3. Change in maternal haemoglobin concentrations at days 14 and 28 following treatment.
4. Prevalence of peripheral parasitaemia at delivery.
5. Prevalence of placental parasitaemia at delivery.
6. Proportions of abnormal biochemistry and white blood cell values on days 14 and 28 post
treatment.
7. Sensitivity, specificity, positive and negative predictive values, likelihood ratios,
and the area under receiver operating characteristic (ROC) curve for the OptiMAL
antigen test.
8. Incidences of adverse pregnancy outcomes in the study group.
9. Prevalence of postpartum parasitaemia.
10. Prevalence of postpartum anaemia.
Sample Size:
This was based on the assumption of a 28-day parasitological clearance of 90% for AQ, SP and
the AQ+SP combination, and 78% for chloroquine (α = 5% power = 90%). Allowing for a 15% loss
to follow-up, 225 pregnant women were recruited into each of the 4 treatment arms of the
study giving a total study size of 900 pregnant women.
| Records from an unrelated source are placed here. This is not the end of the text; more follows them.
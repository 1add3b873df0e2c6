//! Server configuration types

use std::net::SocketAddr;
use std::path::PathBuf;
use std::time::Duration;

use serde::{Deserialize, Serialize};

use super::ConfigError;
use crate::bridge::{BridgeSettings, SupervisorSettings};
use crate::ssh::ConnectOptions;

/// Current config file version
pub const CONFIG_VERSION: u32 = 1;

pub const ENV_SECRET: &str = "WSTERM_SECRET";
pub const ENV_BIND: &str = "WSTERM_BIND";
pub const ENV_IDENTITY_STORE: &str = "WSTERM_IDENTITY_STORE";

/// Contents of `config.json`. Every field is optional in the file.
#[derive(Clone, Serialize, Deserialize)]
#[serde(default)]
pub struct ServerConfig {
    pub version: u32,

    /// Listen address for the WebSocket server
    pub bind: String,

    /// Master secret for decrypting stored credentials
    #[serde(skip_serializing)]
    pub secret: Option<String>,

    /// Identity store JSON document. Defaults to `identity.json` next to the config.
    pub identity_store: Option<PathBuf>,

    /// Persist trusted host keys here; in-memory only when unset
    pub known_hosts: Option<PathBuf>,

    pub connect_timeout_secs: u64,
    pub geometry_timeout_secs: u64,
    pub relay_capacity: usize,
    pub chunk_size: usize,
    pub reader_join_timeout_ms: u64,
    pub send_timeout_secs: u64,
    pub max_sessions: usize,
    pub strict_host_key_checking: bool,
    pub term: String,
}

impl Default for ServerConfig {
    fn default() -> Self {
        Self {
            version: CONFIG_VERSION,
            bind: "0.0.0.0:2280".to_string(),
            secret: None,
            identity_store: None,
            known_hosts: None,
            connect_timeout_secs: 120,
            geometry_timeout_secs: 10,
            relay_capacity: 100,
            chunk_size: 1024,
            reader_join_timeout_ms: 2000,
            send_timeout_secs: 5,
            max_sessions: 64,
            strict_host_key_checking: false,
            term: "xterm".to_string(),
        }
    }
}

impl std::fmt::Debug for ServerConfig {
    fn fmt(&self, f: &mut std::fmt::Formatter<'_>) -> std::fmt::Result {
        f.debug_struct("ServerConfig")
            .field("bind", &self.bind)
            .field("secret", &self.secret.as_ref().map(|_| "<redacted>"))
            .field("identity_store", &self.identity_store)
            .field("known_hosts", &self.known_hosts)
            .field("connect_timeout_secs", &self.connect_timeout_secs)
            .field("geometry_timeout_secs", &self.geometry_timeout_secs)
            .field("relay_capacity", &self.relay_capacity)
            .field("chunk_size", &self.chunk_size)
            .field("max_sessions", &self.max_sessions)
            .field("strict_host_key_checking", &self.strict_host_key_checking)
            .finish_non_exhaustive()
    }
}

impl ServerConfig {
    /// Apply `WSTERM_*` overrides from the process environment
    pub fn apply_env(&mut self) {
        self.apply_overrides(|key| std::env::var(key).ok());
    }

    pub fn apply_overrides(&mut self, lookup: impl Fn(&str) -> Option<String>) {
        if let Some(secret) = lookup(ENV_SECRET).filter(|s| !s.is_empty()) {
            self.secret = Some(secret);
        }
        if let Some(bind) = lookup(ENV_BIND).filter(|s| !s.is_empty()) {
            self.bind = bind;
        }
        if let Some(path) = lookup(ENV_IDENTITY_STORE).filter(|s| !s.is_empty()) {
            self.identity_store = Some(PathBuf::from(path));
        }
    }

    pub fn validate(&self) -> Result<(), ConfigError> {
        if self.secret.as_deref().map_or(true, str::is_empty) {
            return Err(ConfigError::MissingSecret);
        }
        self.bind_addr()?;

        let positive = [
            ("relay_capacity", self.relay_capacity as u64),
            ("chunk_size", self.chunk_size as u64),
            ("max_sessions", self.max_sessions as u64),
            ("connect_timeout_secs", self.connect_timeout_secs),
            ("geometry_timeout_secs", self.geometry_timeout_secs),
        ];
        for (name, value) in positive {
            if value == 0 {
                return Err(ConfigError::Invalid(format!("{} must be greater than 0", name)));
            }
        }
        Ok(())
    }

    pub fn bind_addr(&self) -> Result<SocketAddr, ConfigError> {
        self.bind
            .parse()
            .map_err(|e| ConfigError::Invalid(format!("bind address {:?}: {}", self.bind, e)))
    }

    pub fn identity_store_path(&self) -> Result<PathBuf, ConfigError> {
        match &self.identity_store {
            Some(path) => Ok(path.clone()),
            None => Ok(super::config_dir()?.join("identity.json")),
        }
    }

    pub fn connect_options(&self) -> ConnectOptions {
        ConnectOptions {
            timeout: Duration::from_secs(self.connect_timeout_secs),
            term: self.term.clone(),
            strict_host_key_checking: self.strict_host_key_checking,
            ..Default::default()
        }
    }

    pub fn supervisor_settings(&self) -> SupervisorSettings {
        SupervisorSettings {
            geometry_timeout: Duration::from_secs(self.geometry_timeout_secs),
            bridge: BridgeSettings {
                relay_capacity: self.relay_capacity,
                chunk_size: self.chunk_size,
                reader_join_timeout: Duration::from_millis(self.reader_join_timeout_ms),
                send_timeout: Duration::from_secs(self.send_timeout_secs),
            },
        }
    }
}
//! Secrets Service
//!
//! At-rest encryption for target credentials (password, private key,
//! passphrase). The terminal bridge only ever decrypts; `encrypt` exists for
//! provisioning tools and tests.

mod crypto;

pub use crypto::{KeyDerivation, SecretBox, Sha256KeyDerivation};

use zeroize::Zeroizing;

/// Secrets errors
#[derive(Debug, thiserror::Error)]
pub enum SecretsError {
    #[error("Ciphertext is not valid base64")]
    InvalidEncoding,

    #[error("Ciphertext too short")]
    Truncated,

    #[error("Encryption failed")]
    EncryptionFailed,

    #[error("Decryption failed (wrong key or corrupted data)")]
    DecryptionFailed,

    #[error("Decrypted secret is not valid UTF-8")]
    InvalidUtf8,
}

/// Symmetric encryption of stored secrets.
///
/// Implementations are pure transforms over their input and must be safe to
/// share across sessions.
pub trait SecretsService: Send + Sync {
    fn encrypt(&self, plaintext: &str) -> Result<String, SecretsError>;

    fn decrypt(&self, ciphertext: &str) -> Result<Zeroizing<String>, SecretsError>;
}
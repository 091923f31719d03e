/// Station detail page extraction.
///
/// The detail page reports current conditions as a free-text paragraph
/// ("The latest water level recorded was ..."). The first `<p>` whose own
/// text contains the marker phrase is taken; if none does, the station has
/// no current reading and the unavailable statement is returned.

use crate::markup::{self, Document};
use crate::model::{StationDetail, WaterOfficeError};

/// Case-sensitive phrase identifying the current-conditions paragraph.
pub const LATEST_WATER_LEVEL_MARKER: &str = "latest water level";

/// Extracts the latest water level statement from a parsed detail page.
///
/// Matching looks only at each paragraph's direct text; the returned
/// statement is the matching paragraph's full text with whitespace
/// collapsed, so values wrapped in `<strong>` and the like are kept.
pub fn extract_latest_statement(doc: &Document) -> Result<StationDetail, WaterOfficeError> {
    let paragraph_sel = markup::selector("p")?;

    let statement = doc
        .select(&paragraph_sel)
        .find(|p| markup::direct_text(*p).contains(LATEST_WATER_LEVEL_MARKER))
        .map(markup::full_text);

    Ok(match statement {
        Some(latest_water_statement) => StationDetail { latest_water_statement },
        None => StationDetail::unavailable(),
    })
}
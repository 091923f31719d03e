/// Station search results extraction.
///
/// Turns the real-time search results table into `StationRecord`s. Cells
/// have fixed positional roles within each body row:
///
///   td[1] - `<label>` with the station name
///   td[2] - two-letter province/territory code
///   td[3] - station number
///
/// Two strategies are available. `RowScoped` reads each row on its own and
/// cannot misalign across rows; it is the default. `FlatHeuristic` collects
/// labels, digit-bearing cells and two-character cells page-wide and zips
/// them, refusing with `ParseMismatch` when the three lists disagree in
/// length.

use serde::{Deserialize, Serialize};
use tracing::debug;

use crate::markup::{self, Document};
use crate::model::{StationRecord, WaterOfficeError};

const NAME_CELL: usize = 1;
const PROVINCE_CELL: usize = 2;
const ID_CELL: usize = 3;
const MIN_CELLS: usize = 4;

/// Two-character cell text that is a yes/no flag, not a province code.
const NOT_A_PROVINCE: &str = "No";

#[derive(Debug, Clone, Copy, Default, PartialEq, Eq, Serialize, Deserialize)]
#[serde(rename_all = "snake_case")]
pub enum ExtractionStrategy {
    #[default]
    RowScoped,
    FlatHeuristic,
}

/// Extracts station records from a parsed search results page.
///
/// # Errors
/// - `WaterOfficeError::ParseMismatch` - flat heuristic only; the label, id
///   and province lists have different lengths.
/// - `WaterOfficeError::Malformed` - a selector failed to compile.
pub fn extract_station_list(
    doc: &Document,
    strategy: ExtractionStrategy,
) -> Result<Vec<StationRecord>, WaterOfficeError> {
    match strategy {
        ExtractionStrategy::RowScoped => extract_row_scoped(doc),
        ExtractionStrategy::FlatHeuristic => extract_flat(doc),
    }
}

// ---------------------------------------------------------------------------
// Row-scoped extraction
// ---------------------------------------------------------------------------

fn extract_row_scoped(doc: &Document) -> Result<Vec<StationRecord>, WaterOfficeError> {
    let row_sel = markup::selector("tbody > tr")?;
    let label_sel = markup::selector("label")?;

    let mut stations = Vec::new();

    for (index, row) in doc.select(&row_sel).enumerate() {
        let cells: Vec<_> = markup::child_elements(row, "td").collect();
        if cells.len() < MIN_CELLS {
            debug!(row = index, cells = cells.len(), "skipping short row");
            continue;
        }

        let Some(label) = cells[NAME_CELL].select(&label_sel).next() else {
            debug!(row = index, "skipping row without station label");
            continue;
        };

        let name = markup::full_text(label);
        let province = markup::full_text(cells[PROVINCE_CELL]);
        let id = markup::full_text(cells[ID_CELL]);

        if name.is_empty() || id.is_empty() || province.is_empty() {
            debug!(row = index, "skipping row with blank name, id or province");
            continue;
        }

        stations.push(StationRecord { id, name, province });
    }

    Ok(stations)
}

// ---------------------------------------------------------------------------
// Flat heuristic extraction
// ---------------------------------------------------------------------------

fn extract_flat(doc: &Document) -> Result<Vec<StationRecord>, WaterOfficeError> {
    let label_sel = markup::selector("tbody > tr > td > label")?;
    let cell_sel = markup::selector("tbody tr td")?;

    let labels: Vec<String> = doc.select(&label_sel).map(markup::full_text).collect();

    let cell_texts: Vec<String> = doc
        .select(&cell_sel)
        .map(|cell| markup::direct_text(cell).trim().to_string())
        .collect();

    let ids: Vec<&String> = cell_texts.iter().filter(|text| looks_like_station_id(text)).collect();
    let provinces: Vec<&String> = cell_texts.iter().filter(|text| looks_like_province(text)).collect();

    if labels.len() != ids.len() || ids.len() != provinces.len() {
        return Err(WaterOfficeError::ParseMismatch {
            labels: labels.len(),
            ids: ids.len(),
            provinces: provinces.len(),
        });
    }

    Ok(labels
        .into_iter()
        .zip(ids)
        .zip(provinces)
        .map(|((name, id), province)| StationRecord {
            id: id.clone(),
            name,
            province: province.clone(),
        })
        .collect())
}

fn looks_like_station_id(text: &str) -> bool {
    text.chars().any(|c| c.is_ascii_digit())
}

fn looks_like_province(text: &str) -> bool {
    text.chars().count() == 2 && text != NOT_A_PROVINCE
}

// ---------------------------------------------------------------------------
// Tests
// ---------------------------------------------------------------------------
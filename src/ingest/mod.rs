/// Extractors for the three Water Office payloads. Each file owns one
/// upstream shape; fetching lives in `retrieval`.
pub mod graph_data;
pub mod station_detail;
pub mod station_list;

#[cfg(test)]
pub(crate) mod fixtures;
/// Test fixtures: representative Water Office pages and graph payloads.
///
/// These fixtures are trimmed to the minimum needed to exercise the
/// extractors. They pin the markup shape the extractors rely on.
///
/// Search results page (real_time_results_e.html):
///   table > tbody > tr
///     td[0] - selection checkbox (no text)
///     td[1] - <label> holding the station name
///     td[2] - province/territory code, e.g. "BC"
///     td[3] - station number, e.g. "08MH001"
///     td[4] - "Yes"/"No" flag column
///
/// Detail page (real_time_e.html?stn=...):
///   any number of <p>; at most one contains "latest water level".
///
/// Graph payload (real_time_graph/json/inline):
///   { "<sensor id>": { "provisional": <number|null>, ... }, ... }

/// Three complete station rows, laid out with real-world whitespace.
#[cfg(test)]
pub(crate) fn fixture_search_results_html() -> &'static str {
    r#"<!DOCTYPE html>
<html lang="en">
<head><title>Real-Time Hydrometric Data Search Results</title></head>
<body>
  <h1>Search Results</h1>
  <table class="table" id="resultsTable">
    <thead>
      <tr><th>Select</th><th>Station Name</th><th>Province</th><th>Station Number</th><th>Historical</th></tr>
    </thead>
    <tbody>
      <tr>
        <td><input type="checkbox" name="check" id="08MH001" value="08MH001"></td>
        <td><label for="08MH001">CHILLIWACK RIVER AT VEDDER CROSSING</label></td>
        <td>BC</td>
        <td>08MH001</td>
        <td>No</td>
      </tr>
      <tr>
        <td><input type="checkbox" name="check" id="08MF005" value="08MF005"></td>
        <td><label for="08MF005">FRASER RIVER AT HOPE</label></td>
        <td>BC</td>
        <td>08MF005</td>
        <td>Yes</td>
      </tr>
      <tr>
        <td><input type="checkbox" name="check" id="09AB001" value="09AB001"></td>
        <td><label for="09AB001">YUKON RIVER AT WHITEHORSE</label></td>
        <td>YT</td>
        <td>09AB001</td>
        <td>No</td>
      </tr>
    </tbody>
  </table>
</body>
</html>"#
}

/// One good row, one row missing cells, one row whose name cell has no
/// label, and a second good row.
#[cfg(test)]
pub(crate) fn fixture_search_results_with_incomplete_rows_html() -> &'static str {
    r#"<html><body><table><tbody>
      <tr>
        <td></td>
        <td><label>CHILLIWACK RIVER AT VEDDER CROSSING</label></td>
        <td>BC</td>
        <td>08MH001</td>
      </tr>
      <tr>
        <td></td>
        <td><label>TRUNCATED ROW</label></td>
        <td>BC</td>
      </tr>
      <tr>
        <td></td>
        <td>UNLABELLED STATION</td>
        <td>AB</td>
        <td>05AA008</td>
      </tr>
      <tr>
        <td></td>
        <td><label>FRASER RIVER AT HOPE</label></td>
        <td>BC</td>
        <td>08MF005</td>
      </tr>
    </tbody></table></body></html>"#
}

/// The second row's province cell is empty, so the flat heuristic finds
/// three labels and three ids but only two province codes, and the
/// row-scoped extractor drops that row.
#[cfg(test)]
pub(crate) fn fixture_search_results_missing_province_html() -> &'static str {
    r#"<html><body><table><tbody>
      <tr><td></td><td><label>CHILLIWACK RIVER AT VEDDER CROSSING</label></td><td>BC</td><td>08MH001</td></tr>
      <tr><td></td><td><label>FRASER RIVER AT HOPE</label></td><td></td><td>08MF005</td></tr>
      <tr><td></td><td><label>YUKON RIVER AT WHITEHORSE</label></td><td>YT</td><td>09AB001</td></tr>
    </tbody></table></body></html>"#
}

/// An extra numeric column ("Drainage area") adds digit-bearing cells that
/// the flat heuristic mistakes for station ids.
#[cfg(test)]
pub(crate) fn fixture_search_results_extra_numeric_column_html() -> &'static str {
    r#"<html><body><table><tbody>
      <tr><td></td><td><label>CHILLIWACK RIVER AT VEDDER CROSSING</label></td><td>BC</td><td>08MH001</td><td>1230</td></tr>
      <tr><td></td><td><label>FRASER RIVER AT HOPE</label></td><td>BC</td><td>08MF005</td><td>217000</td></tr>
    </tbody></table></body></html>"#
}

/// Each row carries an extra cell whose label sits inside a wrapper
/// element. Only the station-name labels are direct children of a cell.
#[cfg(test)]
pub(crate) fn fixture_search_results_nested_label_html() -> &'static str {
    r#"<html><body><table><tbody>
      <tr><td></td><td><label>CHILLIWACK RIVER AT VEDDER CROSSING</label></td><td>BC</td><td>08MH001</td><td><span><label>Historical</label></span></td></tr>
      <tr><td></td><td><label>FRASER RIVER AT HOPE</label></td><td>BC</td><td>08MF005</td><td><span><label>Historical</label></span></td></tr>
    </tbody></table></body></html>"#
}

/// Page with no result rows.
#[cfg(test)]
pub(crate) fn fixture_search_results_empty_html() -> &'static str {
    r#"<html><body><p>No stations matched your search.</p><table><tbody></tbody></table></body></html>"#
}

/// Detail page with the plain latest-water-level sentence.
#[cfg(test)]
pub(crate) fn fixture_station_detail_html() -> &'static str {
    r#"<!DOCTYPE html>
<html lang="en">
<body>
  <h1>CHILLIWACK RIVER AT VEDDER CROSSING (08MH001)</h1>
  <p>Real-time data are provisional and subject to revision.</p>
  <p>The latest water level recorded was 1.2 m.</p>
  <p>Data are updated hourly.</p>
</body>
</html>"#
}

/// Detail page where the value is wrapped in nested markup.
#[cfg(test)]
pub(crate) fn fixture_station_detail_nested_markup_html() -> &'static str {
    r#"<html><body>
  <p>
    The latest water level recorded was <strong>2.31 m</strong>
    on <time>2022-10-08 10:45 PDT</time>.
  </p>
</body></html>"#
}

/// Detail page for a station that is offline: no latest-water-level text.
#[cfg(test)]
pub(crate) fn fixture_station_detail_offline_html() -> &'static str {
    r#"<html><body>
  <h1>SLESSE CREEK NEAR VEDDER CROSSING (08MH056)</h1>
  <p>This station is temporarily out of service.</p>
  <p>Real-time data are provisional and subject to revision.</p>
</body></html>"#
}

/// Detail page with two matching paragraphs; the first one wins.
#[cfg(test)]
pub(crate) fn fixture_station_detail_two_matches_html() -> &'static str {
    r#"<html><body>
  <p>The latest water level recorded was 1.2 m.</p>
  <p>The latest water level recorded was 9.9 m.</p>
</body></html>"#
}

/// Both sensors with provisional values.
#[cfg(test)]
pub(crate) fn fixture_graph_payload_json() -> &'static str {
    r#"{
      "46": { "provisional": 1.23 },
      "47": { "provisional": 45.6 }
    }"#
}

/// Discharge sensor present but not yet provisional.
#[cfg(test)]
pub(crate) fn fixture_graph_payload_null_discharge_json() -> &'static str {
    r#"{
      "46": { "provisional": 1.23 },
      "47": { "provisional": null }
    }"#
}

/// Discharge sensor absent from the payload.
#[cfg(test)]
pub(crate) fn fixture_graph_payload_missing_discharge_json() -> &'static str {
    r#"{
      "46": { "provisional": 1.23 }
    }"#
}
Data and safety monitoring board:
A data and safety monitoring board (DSMB) was constituted for the project. The board was
responsible for:
- Regular monitoring of the data and safety issues concerned with the study.
- Reviewing the PI’s reports on serious adverse events and making recommendations on
further progress of the study.
- Reviewing the statistical analysis plan prior to breaking the study drug codes.
Eligibility
Minimum age: N/A.
Maximum age: N/A.
Gender(s): Female.
Criteria:
Inclusion Criteria:
- Gestational age of at least 16 weeks.
- P. falciparum parasitaemia of any density with or without symptoms.
- Informed consent.
- No known adverse reaction to any of the study drugs.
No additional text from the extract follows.